A microprocessor controlled 12 volt DC motor drives an array of six or eight acrylic Fresnel lenses around a bulb at one of 248 speeds ranging from 0.5 to 15.9 revolutions per minute (RPM). In the simplest case, all six lenses are used, so that for Boon Island Light, which shows one flash every five seconds, the mechanism rotates at two RPM. Eight lenses are used only when required to achieve more complex characteristics.

Maximum range is achieved by using the slowest possible speed, but for grouped flashes, it is necessary to blank off lenses and rotate the mechanism faster. So, for example, for The Cuckolds Light, whose characteristic is group flashing two every six seconds, all but two of the six panels are blanked off and the mechanism rotates at ten RPM.

The mechanism is driven by a DC thirty-pole three phase brushless direct drive motor which consumes approximately 1.5 watts. The microprocessor controller keeps the motor speed within 2% of that chosen, using optical sensing of a circular pattern of alternating black and silver lines located around the bottom of the turntable. This provides a feedback signal for speed control. The unit is designed to accept voltages ranging from 11 to 30 volts. Since the life of an incandescent lamp decreases dramatically as the applied voltage increases, the lamp voltage is carefully maintained at 12.00V using pulse-width modulation.
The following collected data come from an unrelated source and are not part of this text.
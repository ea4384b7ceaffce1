//! Definitions included by all the files in this crate.
//!
//! This forms the dialect of Rust we use for implementing the engine and its
//! adapters, with an emphasis on `tokio`, `anyhow` and structured logging via
//! `tracing`.

#[allow(unused_imports)]
pub(crate) use anyhow::{format_err, Context as _};
#[allow(unused_imports)]
pub(crate) use async_trait::async_trait;
#[allow(unused_imports)]
pub(crate) use bytes::Bytes;
#[allow(unused_imports)]
pub(crate) use tracing::{debug, error, instrument, trace};

pub(crate) use crate::{Error, Result};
The lamps, standard marine signal lamps which may be from 10 to 100 watts as required to produce the necessary range, typically have a life of 2,000 hours. The unit contains a bulb changing mechanism which holds six bulbs, so that a unit could go approximately three years between maintenance visits to change bulbs. The acrylic lenses and cylinder surrounding the whole mechanism are designed to be UV resistant, but still require replacement approximately every five years. In practice, since working lights are critical to navigation, the Coast Guard actually services lights more frequently. Except for that maintenance, the unit is expected to last twenty years.

==Predecessors and successors==
In the 2010s, LED lamps began replacing incandescent lamps in lighthouse applications, so it seems likely the twenty year replacement will use an LED light source. In fact, several VLB-44 LED beacons, also made by Vega Industries, have been installed by the USCG at several locations, including White Island Light and Wood Island Light. In at least one case, a VLB-44 was removed and returned to a VRB-25 in 2022 at Whaleback Light to maintain the rotating light signature.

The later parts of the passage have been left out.